* **Exercise**
Using the data that follows, return exactly the lines from the one that contains "filename src/storage/mod.rs" through the one that contains "the free plan", ends included.

::::::

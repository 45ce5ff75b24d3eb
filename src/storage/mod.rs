//! Persistence for users, children and stories
//!
//! [`StoryStore`] is the seam between request handling and the database.
//! [`RemoteStore`] talks to the hosted PostgREST API, [`MemoryStore`] keeps
//! everything in process memory, and [`FallbackStore`] tries the former and
//! degrades to the latter whenever the remote is unavailable.

use crate::error::Result;
use crate::models::{Child, NewChild, NewStory, NewUser, Story, Subscription, User};
use async_trait::async_trait;

pub mod fallback;
pub mod memory;
pub mod records;
pub mod remote;

pub use fallback::FallbackStore;
pub use memory::MemoryStore;
pub use remote::RemoteStore;

/// Storage backend for the story service
///
/// Lookups that find nothing return `Ok(None)`. Writes that target a
/// missing user or child fail with `StoryMagicError::NotFound`; creating a
/// user with a taken email fails with `StoryMagicError::Conflict`.
#[async_trait]
pub trait StoryStore: Send + Sync {
    /// Short backend name for logs
    fn name(&self) -> &'static str;

    /// Fetch a user, with children, by email
    async fn get_user_by_email(&self, email: &str) -> Result<Option<User>>;

    /// Register a user on the free plan
    async fn create_user(&self, new_user: NewUser) -> Result<User>;

    /// Attach a child profile to a user
    async fn add_child(&self, user_id: &str, new_child: NewChild) -> Result<Child>;

    /// Persist a generated story
    async fn save_story(&self, new_story: NewStory) -> Result<Story>;

    /// Bump `stories_this_month`, returning the new value
    async fn increment_user_story_count(&self, user_id: &str) -> Result<u32>;

    /// Bump a child's `stories_generated`, returning the new value
    async fn increment_child_story_count(&self, child_id: &str) -> Result<u32>;

    /// Overwrite the user's subscription state
    async fn update_subscription(&self, user_id: &str, subscription: &Subscription)
        -> Result<()>;

    /// A user's stories, newest first
    async fn list_stories(&self, user_id: &str) -> Result<Vec<Story>>;
}

/// Canonical form used for email keys and lookups
pub fn normalize_email(email: &str) -> String {
    email.trim().to_lowercase()
}

/// Fresh record identifier
pub(crate) fn new_id() -> String {
    uuid::Uuid::new_v4().to_string()
}

#[cfg(test)]
mod tests {
    use super::*;

    #[test]
    fn test_normalize_email() {
        assert_eq!(normalize_email("  Pat@Example.COM "), "pat@example.com");
    }

    #[test]
    fn test_new_id_is_unique() {
        assert_ne!(new_id(), new_id());
    }
}
//! Keyword enums
//!
//! Most option fields in the API are lowercase keywords (`"short"`,
//! `"watercolor"`, `"premium"`). `keyword_enum!` declares a fieldless enum
//! together with its keyword table, `FromStr`, `Display` and string-based
//! serde impls so the table is written exactly once.

/// Declares a keyword-backed enum
///
/// Parsing is case-insensitive and ignores surrounding whitespace;
/// unknown keywords produce a `StoryMagicError::Validation`.
macro_rules! keyword_enum {
    (
        $(#[$meta:meta])*
        $vis:vis enum $name:ident {
            $( $(#[$vmeta:meta])* $variant:ident => $key:literal ),+ $(,)?
        }
    ) => {
        $(#[$meta])*
        #[derive(Debug, Clone, Copy, PartialEq, Eq, Hash)]
        $vis enum $name {
            $( $(#[$vmeta])* $variant ),+
        }

        impl $name {
            /// Every variant, in declaration order
            pub const ALL: &'static [$name] = &[$($name::$variant),+];

            /// The wire keyword for this variant
            pub fn as_str(&self) -> &'static str {
                match self {
                    $($name::$variant => $key),+
                }
            }
        }

        impl std::str::FromStr for $name {
            type Err = $crate::error::StoryMagicError;

            fn from_str(s: &str) -> std::result::Result<Self, Self::Err> {
                match s.trim().to_ascii_lowercase().as_str() {
                    $($key => Ok($name::$variant),)+
                    other => Err($crate::error::StoryMagicError::Validation(format!(
                        "Unknown {} '{}'",
                        stringify!($name),
                        other
                    ))),
                }
            }
        }

        impl std::fmt::Display for $name {
            fn fmt(&self, f: &mut std::fmt::Formatter<'_>) -> std::fmt::Result {
                f.write_str(self.as_str())
            }
        }

        impl serde::Serialize for $name {
            fn serialize<S: serde::Serializer>(
                &self,
                serializer: S,
            ) -> std::result::Result<S::Ok, S::Error> {
                serializer.serialize_str(self.as_str())
            }
        }

        impl<'de> serde::Deserialize<'de> for $name {
            fn deserialize<D: serde::Deserializer<'de>>(
                deserializer: D,
            ) -> std::result::Result<Self, D::Error> {
                let raw = String::deserialize(deserializer)?;
                raw.parse().map_err(serde::de::Error::custom)
            }
        }
    };
}

pub(crate) use keyword_enum;

#[cfg(test)]
mod tests {
    keyword_enum! {
        enum Color {
            Red => "red",
            DarkBlue => "dark-blue",
        }
    }

    #[test]
    fn test_parse_is_case_insensitive() {
        assert_eq!("RED".parse::<Color>().unwrap(), Color::Red);
        assert_eq!(" dark-blue ".parse::<Color>().unwrap(), Color::DarkBlue);
    }

    #[test]
    fn test_unknown_keyword_is_rejected() {
        let err = "green".parse::<Color>().unwrap_err();
        assert!(err.to_string().contains("green"));
    }

    #[test]
    fn test_serde_uses_keyword() {
        let json = serde_json::to_string(&Color::DarkBlue).unwrap();
        assert_eq!(json, "\"dark-blue\"");
        let back: Color = serde_json::from_str("\"red\"").unwrap();
        assert_eq!(back, Color::Red);
    }

    #[test]
    fn test_all_lists_every_variant() {
        assert_eq!(Color::ALL, &[Color::Red, Color::DarkBlue]);
    }
}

::::::

* **Expected answer**
filename src/storage/mod.rs
//! Persistence for users, children and stories
//!
//! [`StoryStore`] is the seam between request handling and the database.
//! [`RemoteStore`] talks to the hosted PostgREST API, [`MemoryStore`] keeps
//! everything in process memory, and [`FallbackStore`] tries the former and
//! degrades to the latter whenever the remote is unavailable.

use crate::error::Result;
use crate::models::{Child, NewChild, NewStory, NewUser, Story, Subscription, User};
use async_trait::async_trait;

pub mod fallback;
pub mod memory;
pub mod records;
pub mod remote;

pub use fallback::FallbackStore;
pub use memory::MemoryStore;
pub use remote::RemoteStore;

/// Storage backend for the story service
///
/// Lookups that find nothing return `Ok(None)`. Writes that target a
/// missing user or child fail with `StoryMagicError::NotFound`; creating a
/// user with a taken email fails with `StoryMagicError::Conflict`.
#[async_trait]
pub trait StoryStore: Send + Sync {
    /// Short backend name for logs
    fn name(&self) -> &'static str;

    /// Fetch a user, with children, by email
    async fn get_user_by_email(&self, email: &str) -> Result<Option<User>>;

    /// Register a user on the free plan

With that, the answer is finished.